Al contrario, letteralmente impossibile il caso della integrazione dei servizi di consulenza finanziaria, altrimenti detti advisory: già se ne odono i primi segnali, non casualmente dalla Francia. E che dire della partecipazione nelle Generali, che MontePaschi afferma di volersi tenere pacificamente in pancia? O non finirà piuttosto ceduta? Magari ai nuovi azionisti … certo tenendo conto di tutti i limiti e paletti che le autorità di vigilanza (Ivass e Bce) hanno posto e vorranno porre.

Insomma, se l’Ops andasse in porto, Montepaschi guadagnerebbe tre fabbriche prodotto: credito al consumo, gestione patrimoniale, servizi creditizi. Ma il resto del conglomerato, è più facile finisca davvero per essere smontato. In forme e verso destinazioni tutte da immaginare, ma asseritamente attente a salvaguardare l’italica indipendenza delle Generali.

Ne vedremo ancora delle belle

C’è, però, anche il caso che l’Ops non vada in porto. Su questo sembra puntare il cda di Mediobanca, attirando l’attenzione su una vicenda processuale, destinata a svolgersi in corso di pubblicazione e valutazione dei Prospetti. Vicenda sulla quale esso già martella: “difficoltà a determinare il valore intrinseco dell’azione della Banca MPS che presenta un patrimonio netto che fronteggia rilevanti attività fiscali, attività deteriorate e rischi di contenzioso legale (3,3 miliardi)”. Il cda di Mediobanca martella come un fabbro.

Né conviene, di quel cda, sottovalutare la determinazione a perpetuare la propria indipendenza. Al punto da non poter del tutto escludere il caso estremo di un suo voltafaccia, in tema di sostegno al management Generali e, dunque, al progetto con BcpeNatixis. Imprevedibile ma non impossibile.

E vi è pure l’altra eventualità che qualche istituzione finanziaria francese intervenga presto su Mediobanca oppure, pure un poco più tardi, sulle Generali.
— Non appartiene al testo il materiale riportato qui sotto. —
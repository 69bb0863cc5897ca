//! Common types used across the vault protocol.

use odra::prelude::*;
use odra::casper_types::U256;

/// Strategy variant, fixed when the adapter is deployed.
#[odra::odra_type]
#[derive(Copy)]
pub enum AdapterKind {
    /// Compounding money-market position accruing a variable APR
    MoneyMarket,
    /// Fixed-term position with a maturity and an early-exit penalty
    FixedTerm,
    /// Manually managed position; never reports yield
    Manual,
}

/// Vault-side lifecycle of a registered adapter.
#[odra::odra_type]
#[derive(Copy)]
pub enum AdapterStatus {
    /// Registered but not approved
    Uninitialized,
    /// Approved, may be activated
    Approved,
    /// Receives swept buffer excess
    Active,
    /// Drained (rotation or emergency); needs re-approval before reuse
    Divesting,
    /// Loss guard tripped; invest blocked until re-approval or retirement
    Impaired,
    /// Terminal
    Retired,
}

/// Adapter-side state of the invested position.
#[odra::odra_type]
#[derive(Copy)]
pub enum PositionState {
    /// Nothing invested yet
    Uninitialized,
    /// Capital deployed
    Invested,
    /// Capital partially or fully exited since the last invest
    Divesting,
    /// Emergency exit performed; invest and divest blocked until re-armed
    EmergencyExited,
}

/// Strategy parameters fixed at adapter deployment.
#[odra::odra_type]
#[derive(Default)]
pub struct StrategyParams {
    /// Annual yield rate in bps (MoneyMarket, FixedTerm)
    pub rate_bps: u32,
    /// Share of gross yield kept by the venue, in bps
    pub performance_fee_bps: u32,
    /// Maturity block time in milliseconds (FixedTerm; 0 = none)
    pub maturity: u64,
    /// Penalty on principal exited before maturity, in bps (FixedTerm)
    pub early_exit_bps: u32,
}

/// Result of an adapter harvest. No funds move with it.
#[odra::odra_type]
#[derive(Default)]
pub struct HarvestReport {
    /// Net yield folded into the position since the last harvest
    pub yield_amount: U256,
    /// Venue fee carved out of gross yield
    pub fee_component: U256,
    /// Principal lost since the last harvest
    pub loss_amount: U256,
}

/// Adapter record kept by the vault.
#[odra::odra_type]
pub struct AdapterRecord {
    /// Vault-local adapter id
    pub id: u64,
    /// Adapter contract address
    pub address: Address,
    /// Strategy variant
    pub kind: AdapterKind,
    /// Principal the vault has booked into this adapter
    pub invested: U256,
    /// Lifecycle status
    pub status: AdapterStatus,
}

/// Strategy configuration owned by the orchestrator.
#[odra::odra_type]
pub struct StrategyConfig {
    /// Target idle share of total assets, in bps
    pub cash_buffer_bps: u32,
    /// Maximum tolerated divest shortfall, in bps of the request
    pub slippage_bps: u32,
    /// Maximum tolerated realized loss, in bps of invested principal
    pub max_loss_bps: u32,
    /// Buffer excess (absolute) tolerated before a sweep
    pub rebalance_threshold: U256,
    /// Currently active adapter
    pub active_adapter_id: Option<u64>,
    /// Approved adapters, in approval order
    pub approved_adapter_ids: Vec<u64>,
}

/// Vault parameters supplied at construction.
#[odra::odra_type]
#[derive(Default)]
pub struct VaultParameters {
    /// Target idle share of total assets, in bps
    pub cash_buffer_bps: u32,
    /// Maximum tolerated divest shortfall, in bps
    pub slippage_bps: u32,
    /// Maximum tolerated realized loss, in bps
    pub max_loss_bps: u32,
    /// Buffer excess tolerated before a sweep
    pub rebalance_threshold: U256,
}

/// Vault-level result of a harvest.
#[odra::odra_type]
#[derive(Default)]
pub struct HarvestOutcome {
    /// Harvested adapter id
    pub adapter_id: u64,
    /// Net yield reported by the adapter
    pub yield_amount: U256,
    /// Venue fee reported by the adapter
    pub fee_component: U256,
    /// Loss reported by the adapter
    pub loss_amount: U256,
    /// Protocol fee plus beneficiary payouts
    pub donated: U256,
    /// Yield left to compound for depositors
    pub retained: U256,
    /// Whether the loss guard tripped
    pub impaired: bool,
}

/// Snapshot of the vault ledger.
#[odra::odra_type]
pub struct VaultStatus {
    /// Buffer plus tracked adapter principal
    pub total_assets: U256,
    /// Outstanding shares
    pub total_shares: U256,
    /// Idle assets held by the vault
    pub buffer_balance: U256,
    /// Principal booked into adapters
    pub total_invested: U256,
    /// Assets per share scaled by 1e18
    pub assets_per_share: U256,
    /// Deposits blocked
    pub paused: bool,
    /// All depositor operations blocked
    pub halted: bool,
    /// Active adapter
    pub active_adapter_id: Option<u64>,
}

/// Beneficiary share of harvested yield.
#[odra::odra_type]
#[derive(Copy)]
pub struct Allocation {
    /// Directory id of the beneficiary
    pub beneficiary_id: u64,
    /// Share of the post-fee remainder, in bps
    pub allocation_bps: u32,
}

/// Per-vault donation configuration.
#[odra::odra_type]
pub struct DonationConfig {
    /// Protocol fee in bps of harvested yield
    pub fee_bps: u32,
    /// Receiver of the protocol fee
    pub fee_recipient: Address,
    /// Treasury ledger the fee is accounted under
    pub treasury_id: u64,
    /// Beneficiary allocations, in registration order
    pub allocations: Vec<Allocation>,
}

/// Amount owed to one beneficiary.
#[odra::odra_type]
#[derive(Copy)]
pub struct BeneficiaryPayout {
    /// Directory id of the beneficiary
    pub beneficiary_id: u64,
    /// Amount allocated
    pub amount: U256,
}

/// How a harvested amount is divided.
#[odra::odra_type]
#[derive(Default)]
pub struct YieldSplit {
    /// Amount that was split
    pub harvested: U256,
    /// Protocol fee
    pub fee: U256,
    /// Beneficiary payouts, in registration order
    pub payouts: Vec<BeneficiaryPayout>,
    /// Remainder that compounds for depositors
    pub dust: U256,
}

impl YieldSplit {
    /// Sum of beneficiary payouts
    pub fn beneficiary_total(&self) -> U256 {
        self.payouts
            .iter()
            .fold(U256::zero(), |acc, payout| acc + payout.amount)
    }

    /// Amount leaving the vault: fee plus beneficiary payouts
    pub fn donated(&self) -> U256 {
        self.fee + self.beneficiary_total()
    }

    /// Whether fee + payouts + dust equals the harvested amount
    pub fn is_conserved(&self) -> bool {
        self.donated() + self.dust == self.harvested
    }
}

/// Directory entry returned by `resolve`.
#[odra::odra_type]
pub struct BeneficiaryRecord {
    /// Whether the beneficiary may receive allocations
    pub approved: bool,
    /// Where allocations are paid
    pub payout_address: Address,
    /// Display name
    pub name: String,
}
Lo stesso Philippe Donnet, ieri, ha ricordato che “tutte le società sono contendibili”, per poi aggiungere che “la capacità di proteggere i nostri clienti non è in discussione” e chiosare “spero di avere dato una risposta italiana alla sua domanda italiana” … come se proteggere i clienti – e non la destinazione dei loro investimenti, l’indipendenza e le risorse delle Generali – fosse l’unica preoccupazione legittima in giuoco.

L’attore silente

Nel qual caso tanto più, la vicenda potrebbe anche arricchirsi dell’intervento di un attore silente: BancaIntesa, che ha ben detto di non poter crescere per acquisizioni nel credito, ma potrebbe sempre resuscitare il vecchio tema della grande bancassicurazione … chissà mai.

Mentre UniCredit ha solo da rallegrarsi, di avere finalmente strada libera per comprarsi BBPM. E per negoziare il rinnovo del contratto Amundi, assai meglio di appena qualche giorno fa: un altro colpo alle ambizioni francesi sul risparmio italiano.

Quel che è certo, è che la partita è davvero molto grossa. Che a Parigi sono tutt’altro che domi. E che ne vedremo ancora delle belle.